The Alien Tort Statute: United States and Jus Cogens

The Supreme Court opened its Term Monday with debate on the limits of the Alien Tort Statute in the case of Kiobel v. Royal Dutch Petroleum.

The Alien Tort Statute (ATS) also called the Alien Tort Claims Act (ATCA) was part of the Judiciary Act of 1789 and states: “The district courts shall have original jurisdiction of any civil action by an alien for a tort only, committed in violation of the law of nations or a treaty of the United States.” 28 U.S.C. § 1350.

In 1980, in Filartiga v. Pena-Irala the Second Circuit Court of Appeals opened the door for US courts to hear human rights cases brought by foreign citizens for conduct committed outside the US.  630 F.2d 876 (2d Cir. 1980).

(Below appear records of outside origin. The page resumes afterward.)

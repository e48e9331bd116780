//! End-to-end tests through the server facade with the in-memory backend.

use aclife_protocol::{
    CalendarEvent, EventChange, EventId, LoginStartReply, LoginStartRequest, Reply, SnapshotEntry,
};
use aclife_server::{
    AccountId, AccountStore, AclifeServer, AuthFailure, Backends, FailPoint, KdfParams,
    LogNotifier, MemoryStore, PasswordProofClient, PushError, PushEvent, PushNotifier, RatePolicy,
    RequestContext, ServerConfig, ServerError, SessionRecord, SessionStore, StaticBilling,
    ACTIVE_STATUS,
};
use async_trait::async_trait;
use parking_lot::Mutex;
use std::net::{IpAddr, Ipv4Addr};
use std::sync::Arc;
use std::time::Duration;

const PEER: IpAddr = IpAddr::V4(Ipv4Addr::new(192, 0, 2, 10));
const FAST: KdfParams = KdfParams::new(8, 1, 1);

struct Harness {
    store: MemoryStore,
    billing: Arc<StaticBilling>,
    server: AclifeServer,
    client: PasswordProofClient,
}

impl Harness {
    fn new(config: ServerConfig) -> Self {
        Self::with_push(config, Arc::new(LogNotifier))
    }

    fn with_push(config: ServerConfig, push: Arc<dyn PushNotifier>) -> Self {
        let store = MemoryStore::new();
        let billing = Arc::new(StaticBilling::new());
        let backends = Backends::in_memory(&store, billing.clone()).with_push(push);
        let server = AclifeServer::new(config, backends);
        Self {
            store,
            billing,
            server,
            client: PasswordProofClient::new(FAST),
        }
    }

    fn ctx(&self) -> RequestContext {
        self.server.context(PEER, None)
    }

    async fn register(&self, email: &str, password: &str) -> Result<(), ServerError> {
        let request = self.client.registration(email, password).unwrap();
        self.server.register(&self.ctx(), request).await
    }

    /// Runs both login phases and returns a context carrying the token.
    async fn login(&self, email: &str, password: &str) -> Result<RequestContext, ServerError> {
        let attempt = self.client.start_login(email);
        let challenge = match self.server.login_start(&self.ctx(), attempt.request()).await? {
            LoginStartReply::Challenge(challenge) => challenge,
            LoginStartReply::Salt { .. } => panic!("expected a challenge"),
        };
        let proof = attempt.respond(password, &challenge).unwrap();
        let grant = self
            .server
            .login_verify(&self.ctx(), proof.request.clone())
            .await?;
        proof.verify_server(&grant.reply.server_proof).unwrap();
        Ok(self.ctx().with_access_token(grant.access_token).with_origin("dev001"))
    }

    /// Registers, logs in and activates a subscription.
    async fn subscriber(&self, email: &str) -> RequestContext {
        self.register(email, "pw").await.unwrap();
        let ctx = self.login(email, "pw").await.unwrap();
        let subscription = format!("sub_{email}");
        self.billing.set_status(&subscription, ACTIVE_STATUS);
        self.server
            .link_subscription(&ctx, "cus_1", &subscription)
            .await
            .unwrap();
        ctx
    }
}

#[derive(Default)]
struct Outbox(Mutex<Vec<(AccountId, PushEvent)>>);

#[async_trait]
impl PushNotifier for Outbox {
    async fn notify(&self, owner: AccountId, event: PushEvent) -> Result<(), PushError> {
        self.0.lock().push((owner, event));
        Ok(())
    }
}

fn event(n: u8, ts: i64) -> CalendarEvent {
    CalendarEvent::new(EventId::from_bytes([n; 16]), vec![n; 8], ts)
}

#[tokio::test]
async fn register_login_save_sync_logout() {
    let h = Harness::new(ServerConfig::default());
    let ctx = h.subscriber("ada@example.com").await;

    let info = h.server.account_info(&ctx).await.unwrap();
    assert_eq!(info.email, "ada@example.com");

    let summary = h
        .server
        .save_events(
            &ctx,
            &[EventChange::added(&event(1, 100)), EventChange::added(&event(2, 200))],
        )
        .await
        .unwrap();
    assert_eq!(summary.upserted, 2);

    let snapshot = [
        SnapshotEntry::new(EventId::from_bytes([1; 16]), 50),
        SnapshotEntry::new(EventId::from_bytes([3; 16]), 10),
    ];
    let diff = h.server.sync_events(&ctx, &snapshot).await.unwrap();
    assert_eq!(diff.added, vec![event(2, 200)]);
    assert_eq!(diff.updated, vec![event(1, 100)]);
    assert_eq!(diff.deleted, vec![EventId::from_bytes([3; 16])]);

    let body = serde_json::to_value(Reply::success(diff.to_wire())).unwrap();
    assert_eq!(body["success"], true);
    assert_eq!(
        body["data"]["deleted"][0],
        "03030303-0303-0303-0303-030303030303"
    );

    let info = h.server.account_info(&ctx).await.unwrap();
    assert_eq!(info.subscription_status.as_deref(), Some(ACTIVE_STATUS));

    let token = ctx.access_token().unwrap().to_owned();
    h.server.logout(&ctx).await.unwrap();
    assert_eq!(h.store.session_count(), 0);
    assert_eq!(
        h.server.account_info(&h.ctx().with_access_token(token)).await,
        Err(ServerError::Unauthorized(AuthFailure::NotLoggedIn))
    );
}

#[tokio::test]
async fn second_registration_conflicts_and_keeps_first() {
    let h = Harness::new(ServerConfig::default());
    h.register("ada@example.com", "first").await.unwrap();

    let err = h.register("ada@example.com", "second").await.unwrap_err();
    assert_eq!(err.http_status(), 409);
    assert_eq!(err.public_message(), "Email already in use.");
    assert_eq!(h.store.account_count(), 1);

    assert!(h.login("ada@example.com", "first").await.is_ok());
    assert_eq!(
        h.login("ada@example.com", "second").await.map(|_| ()),
        Err(ServerError::invalid_credentials())
    );
}

#[tokio::test]
async fn malformed_ephemeral_indistinguishable_from_unknown_identity() {
    let h = Harness::new(ServerConfig::default());
    h.register("ada@example.com", "pw").await.unwrap();

    let start = |email: &str, a: Vec<u8>| LoginStartRequest {
        email: email.into(),
        client_public: Some(a),
    };
    let malformed = h
        .server
        .login_start(&h.ctx(), start("ada@example.com", vec![0; 512]))
        .await
        .unwrap_err();
    let unknown = h
        .server
        .login_start(
            &h.ctx(),
            h.client.start_login("nobody@example.com").request(),
        )
        .await
        .unwrap_err();

    let as_json = |err: &ServerError| serde_json::to_string(&err.to_reply::<()>()).unwrap();
    assert_eq!(as_json(&malformed), as_json(&unknown));
    assert_eq!(malformed.http_status(), unknown.http_status());
    assert_eq!(h.server.pending_logins(), 0);
}

#[tokio::test]
async fn salt_lookup_same_shape_for_unknown_identity() {
    let h = Harness::new(ServerConfig::default());
    h.register("ada@example.com", "pw").await.unwrap();
    let lookup = |email: &str| LoginStartRequest {
        email: email.into(),
        client_public: None,
    };

    let known = h.server.login_start(&h.ctx(), lookup("ada@example.com")).await.unwrap();
    let unknown = h.server.login_start(&h.ctx(), lookup("eve@example.com")).await.unwrap();
    let shape = |reply: &LoginStartReply| {
        let value = serde_json::to_value(reply).unwrap();
        let mut keys: Vec<String> = value.as_object().unwrap().keys().cloned().collect();
        keys.sort();
        (keys, reply.salt().len())
    };
    assert_eq!(shape(&known), shape(&unknown));
}

#[tokio::test]
async fn consumed_session_id_cannot_be_replayed() {
    let h = Harness::new(ServerConfig::default());
    h.register("ada@example.com", "pw").await.unwrap();

    let attempt = h.client.start_login("ada@example.com");
    let challenge = match h.server.login_start(&h.ctx(), attempt.request()).await.unwrap() {
        LoginStartReply::Challenge(challenge) => challenge,
        LoginStartReply::Salt { .. } => panic!("expected a challenge"),
    };
    let proof = attempt.respond("pw", &challenge).unwrap();

    assert!(h
        .server
        .login_verify(&h.ctx(), proof.request.clone())
        .await
        .is_ok());
    for _ in 0..3 {
        assert_eq!(
            h.server
                .login_verify(&h.ctx(), proof.request.clone())
                .await
                .map(|_| ()),
            Err(ServerError::Unauthorized(AuthFailure::ExpiredSession))
        );
    }
}

#[tokio::test(start_paused = true)]
async fn unfinished_login_expires_after_ttl_and_sweep() {
    let h = Harness::new(
        ServerConfig::default()
            .with_protocol_session_ttl(Duration::from_secs(300))
            .with_sweep_interval(Duration::from_secs(60))
            .with_request_timeout(Duration::from_secs(3600)),
    );
    h.server.start();
    h.register("ada@example.com", "pw").await.unwrap();

    let attempt = h.client.start_login("ada@example.com");
    let challenge = match h.server.login_start(&h.ctx(), attempt.request()).await.unwrap() {
        LoginStartReply::Challenge(challenge) => challenge,
        LoginStartReply::Salt { .. } => panic!("expected a challenge"),
    };
    assert_eq!(h.server.pending_logins(), 1);

    tokio::time::sleep(Duration::from_secs(300 + 60 + 1)).await;
    assert_eq!(h.server.pending_logins(), 0);

    let proof = attempt.respond("pw", &challenge).unwrap();
    let err = h
        .server
        .login_verify(&h.ctx(), proof.request)
        .await
        .unwrap_err();
    assert_eq!(err.public_message(), "Invalid or expired session.");
    h.server.shutdown().await;
}

#[tokio::test(start_paused = true)]
async fn burst_beyond_budget_rejected_until_window_passes() {
    let h = Harness::new(ServerConfig::default().with_auth_rate(RatePolicy::per_minute(3)));
    let lookup = || LoginStartRequest {
        email: "ada@example.com".into(),
        client_public: None,
    };

    for _ in 0..3 {
        assert!(h.server.login_start(&h.ctx(), lookup()).await.is_ok());
    }
    let err = h.server.login_start(&h.ctx(), lookup()).await.unwrap_err();
    assert_eq!(err, ServerError::RateLimited);
    assert_eq!(err.http_status(), 429);
    assert_ne!(err.public_message(), ServerError::invalid_credentials().public_message());

    tokio::time::sleep(Duration::from_secs(61)).await;
    assert!(h.server.login_start(&h.ctx(), lookup()).await.is_ok());
}

#[tokio::test]
async fn failed_batch_leaves_no_trace() {
    let h = Harness::new(ServerConfig::default());
    let ctx = h.subscriber("ada@example.com").await;
    h.server
        .save_events(&ctx, &[EventChange::added(&event(1, 100))])
        .await
        .unwrap();

    h.store.fail_next(FailPoint::UpsertEvents);
    let err = h
        .server
        .save_events(
            &ctx,
            &[
                EventChange::deleted(EventId::from_bytes([1; 16])),
                EventChange::added(&event(2, 100)),
            ],
        )
        .await
        .unwrap_err();
    assert_eq!(err.public_message(), "An unexpected error occurred.");

    let diff = h.server.sync_events(&ctx, &[]).await.unwrap();
    assert_eq!(diff.added, vec![event(1, 100)]);
}

#[tokio::test]
async fn inactive_subscription_blocks_calendar() {
    let h = Harness::new(ServerConfig::default());
    h.register("ada@example.com", "pw").await.unwrap();
    let ctx = h.login("ada@example.com", "pw").await.unwrap();

    let err = h.server.sync_events(&ctx, &[]).await.unwrap_err();
    assert_eq!(err, ServerError::Unauthorized(AuthFailure::SubscriptionRequired));
    assert_eq!(err.http_status(), 402);

    h.billing.set_status("sub_1", "canceled");
    h.server.link_subscription(&ctx, "cus_1", "sub_1").await.unwrap();
    assert!(h.server.sync_events(&ctx, &[]).await.is_err());

    h.server
        .record_subscription_status(&h.ctx(), "sub_1", ACTIVE_STATUS)
        .await
        .unwrap();
    assert!(h.server.sync_events(&ctx, &[]).await.is_ok());
}

#[tokio::test]
async fn subscription_optional_when_disabled() {
    let h = Harness::new(ServerConfig::default().with_subscription_required(false));
    h.register("ada@example.com", "pw").await.unwrap();
    let ctx = h.login("ada@example.com", "pw").await.unwrap();
    assert!(h.server.sync_events(&ctx, &[]).await.unwrap().is_empty());
}

#[tokio::test(start_paused = true)]
async fn slow_store_surfaces_timeout() {
    let h = Harness::new(ServerConfig::default().with_request_timeout(Duration::from_secs(10)));
    let ctx = h.subscriber("ada@example.com").await;

    h.store.set_latency(Duration::from_secs(30));
    let err = h.server.sync_events(&ctx, &[]).await.unwrap_err();
    assert!(matches!(err, ServerError::Timeout { .. }));
    assert_eq!(err.public_message(), "Request timed out.");
}

#[tokio::test]
async fn expired_access_token_is_not_logged_in() {
    let h = Harness::new(ServerConfig::default());
    h.register("ada@example.com", "pw").await.unwrap();
    let ctx = h.login("ada@example.com", "pw").await.unwrap();
    let owner = h.server.account_info(&ctx).await.unwrap();
    assert_eq!(owner.email, "ada@example.com");

    let account = h.store.find_by_email("ada@example.com").await.unwrap().unwrap();
    h.store
        .insert_session(SessionRecord {
            owner: account.id,
            token: "old".into(),
            created_at: 0,
            expires_at: 1,
        })
        .await
        .unwrap();
    let stale = h.ctx().with_access_token("old");
    assert_eq!(
        h.server.account_info(&stale).await,
        Err(ServerError::Unauthorized(AuthFailure::NotLoggedIn))
    );
}

#[tokio::test]
async fn test_push_reaches_only_the_caller() {
    let outbox = Arc::new(Outbox::default());
    let h = Harness::with_push(ServerConfig::default(), outbox.clone());

    assert_eq!(
        h.server.test_push(&h.ctx()).await,
        Err(ServerError::Unauthorized(AuthFailure::NotLoggedIn))
    );
    assert!(outbox.0.lock().is_empty());

    h.register("ada@example.com", "pw").await.unwrap();
    let ctx = h.login("ada@example.com", "pw").await.unwrap();
    let account = h.server.account_info(&ctx).await.unwrap();
    h.server.test_push(&ctx).await.unwrap();

    let sent = outbox.0.lock().clone();
    assert_eq!(sent.len(), 1);
    assert_eq!(
        sent[0].1,
        PushEvent::Notification {
            title: "Test Notification".into(),
            body: format!("You are user: {}", account.uuid),
        }
    );
}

In dicta, the court wrote:

In the twentieth century the international community has come to recognize the common danger posed by the flagrant disregard of basic human rights and particularly the right to be free of torture. . . . Indeed, for purposes of civil liability, the torturer has become — like the pirate and slave trader before him — hostis humani generis, an enemy of all mankind. Our holding today, giving effect to a jurisdictional provision enacted by our First Congress, is a small but important step in the fulfillment of the ageless dream to free all people from brutal violence.

Id. at 890.

In 2004, in Sosa v. Alvarez-Machain the Supreme Court took up the ATS for the first time.  It concluded that the statute did not create a cause of action, but “furnish[ed] jurisdiction for a relatively modest set of actions alleging violations of the law of nations.” 542 U.S. 692, 720 (2004). The Court left the door “ajar subject to vigilant doorkeeping.” Id. at 725.

In Kiobel the Court has an opportunity to close the door (in the US) on victims of human rights abuses.

Researching the ATS is easy (if you don’t mind reading about man’s inhumanity to man).